As informações foram divulgadas pelo Ministério Público do Trabalho – Processo nº 0011017-38.2014.5.15.0151.

A sentença obriga a abstenção imediata de efetuar revistas pessoais ou íntimas nos empregados que trabalham nos estabelecimentos industriais e rurais do Estado de São Paulo, incluindo a verificação do conteúdo de bolsas, sacolas e similares, ainda que de forma reservada e meramente visual, sob pena de multa de R$ 20 mil por trabalhador alvo do descumprimento e por ocorrência.

O Ministério Público do Trabalho instaurou inquérito civil em 2014, a partir do recebimento de ofício pela Vara do Trabalho de Taquaritinga, noticiando que ‘a Cutrale vinha realizando revista em bolsas e itens pessoais dos empregados com o objetivo de evitar furtos de sucos de laranja’.

“Em pesquisa eletrônica foram localizadas outras condenações da empresa por ter realizado a revista pessoal também em propriedades rurais, de maneira mais incisiva”, destaca o Ministério Público.

A revista, segundo a acusação, acontecia diariamente nas mochilas dos trabalhadores, com o intuito de evitar que os operários levassem laranjas para a casa.

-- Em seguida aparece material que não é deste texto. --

//! Review retrieval type definitions.

use reviewlens_core::AppError;
use serde::{Deserialize, Serialize};

/// A customer review as returned by the search index.
///
/// `score` is assigned per query by the engine and is never persisted.
#[derive(Debug, Clone, PartialEq, Serialize, Deserialize)]
#[serde(rename_all = "camelCase")]
pub struct ReviewRecord {
    pub review_id: String,
    pub business_id: String,
    pub content: String,
    #[serde(default, skip_serializing_if = "Option::is_none")]
    pub location: Option<String>,
    /// Date exactly as the index stores it
    #[serde(default, skip_serializing_if = "Option::is_none")]
    pub date: Option<String>,
    pub score: f64,
}

/// Where the search terms of a `RewrittenQuery` came from.
#[derive(Debug, Clone, Copy, PartialEq, Eq, Serialize, Deserialize)]
#[serde(rename_all = "lowercase")]
pub enum TermSource {
    /// Model answered with JSON (`{"terms": [...]}` or a string array)
    Structured,
    /// Model answered with a bracketed list literal
    Bracketed,
    /// Nothing parseable; the raw question is the search text
    Fallback,
}

/// Search terms derived from the owner's question.
#[derive(Debug, Clone, PartialEq, Serialize, Deserialize)]
#[serde(rename_all = "camelCase")]
pub struct RewrittenQuery {
    /// Model output the terms were parsed from
    pub raw: String,
    pub terms: Vec<String>,
    /// Text sent to both halves of the hybrid query
    pub search_text: String,
    pub source: TermSource,
}

impl RewrittenQuery {
    /// Search with the question itself when the rewrite is unusable.
    pub fn fallback(question: &str, raw: impl Into<String>) -> Self {
        Self {
            raw: raw.into(),
            terms: vec![question.to_string()],
            search_text: question.to_string(),
            source: TermSource::Fallback,
        }
    }

    pub fn used_fallback(&self) -> bool {
        self.source == TermSource::Fallback
    }
}

/// Outcome of one hybrid retrieval.
#[derive(Debug, Clone, Default, PartialEq)]
pub struct Retrieval {
    /// Hits at or above the threshold, in engine order
    pub reviews: Vec<ReviewRecord>,
    /// In-scope hits under the threshold, in engine order
    pub below_threshold: Vec<ReviewRecord>,
}

impl Retrieval {
    pub fn is_empty(&self) -> bool {
        self.reviews.is_empty()
    }
}

/// Everything produced while answering one question.
#[derive(Debug, Clone, Serialize)]
#[serde(rename_all = "camelCase")]
pub struct AskOutcome {
    pub question: String,
    pub business_id: Option<String>,
    pub query: RewrittenQuery,
    /// Reviews handed to the synthesizer as evidence
    pub reviews: Vec<ReviewRecord>,
    /// Closest below-threshold reviews, only when `reviews` is empty
    pub alternatives: Vec<ReviewRecord>,
    /// Model answer, verbatim
    pub answer: String,
}

/// Prefix a generation failure with the stage that issued the call.
pub(crate) fn label_generation_error(stage: &str, err: AppError) -> AppError {
    match err {
        AppError::Generation(msg) => AppError::Generation(format!("{}: {}", stage, msg)),
        other => other,
    }
}

#[cfg(test)]
mod tests {
    use super::*;

    #[test]
    fn test_fallback_query() {
        let query = RewrittenQuery::fallback("How is the patio?", "no list here");
        assert!(query.used_fallback());
        assert_eq!(query.search_text, "How is the patio?");
        assert_eq!(query.terms, vec!["How is the patio?".to_string()]);
        assert_eq!(query.raw, "no list here");
    }

    #[test]
    fn test_label_generation_error() {
        let labelled = label_generation_error(
            "answer synthesis",
            AppError::Generation("Azure OpenAI API error (500)".to_string()),
        );
        assert_eq!(
            labelled.to_string(),
            "Generation failed: answer synthesis: Azure OpenAI API error (500)"
        );

        let untouched = label_generation_error("query rewrite", AppError::Prompt("bad".to_string()));
        assert!(matches!(untouched, AppError::Prompt(_)));
    }

    #[test]
    fn test_review_record_serialization_skips_missing_fields() {
        let review = ReviewRecord {
            review_id: "r1".to_string(),
            business_id: "MX001".to_string(),
            content: "Great".to_string(),
            location: None,
            date: None,
            score: 0.05,
        };
        let json = serde_json::to_value(&review).unwrap();
        assert_eq!(json["reviewId"], "r1");
        assert!(json.get("location").is_none());
    }
}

Em depoimentos, os trabalhadores afirmaram que funcionários uniformizados eram designados a fazer a revista nos ônibus rurais e nos pertences pessoais dos empregados.

Em audiência administrativa, os representantes da Cutrale foram indagados sobre o interesse em firmar termo de ajuste de conduta, a fim de evitar provável discussão judicial com o Ministério Público do Trabalho. Segundo a Procuradoria, a empresa se recusou a fazer acordo.

Na ação, o Ministério Público fundamentou seus pedidos com base na jurisprudência que ampara o entendimento de que a revista pessoal ‘consiste em prática invasiva e inconstitucional’, pois estaria agredindo a liberdade e a dignidade da pessoa humana ao se chocar com princípios da inviolabilidade de intimidade, vida privada, honra e imagem do trabalhador.

COM A PALAVRA, A CUTRALE

Por meio de sua Assessoria de Imprensa, a Cutrale informou.

“A Cutrale esclarece que recorreu da decisão e que não realiza quaisquer práticas ilegais, intimidatórias ou constrangedoras no tratamento com seus mais de 19 mil funcionários, tais como revistas íntimas.”

“Esclarece também que além dos treinamentos de rotina e da disseminação do código de conduta da empresa, em alguns casos infelizmente faz-se necessária a conferência visual dos pertences dos funcionários ao final do expediente para proteger o patrimônio da empresa.”

“Tal procedimento é sempre realizado de maneira respeitosa e sem submeter os funcionários a qualquer situação humilhante.”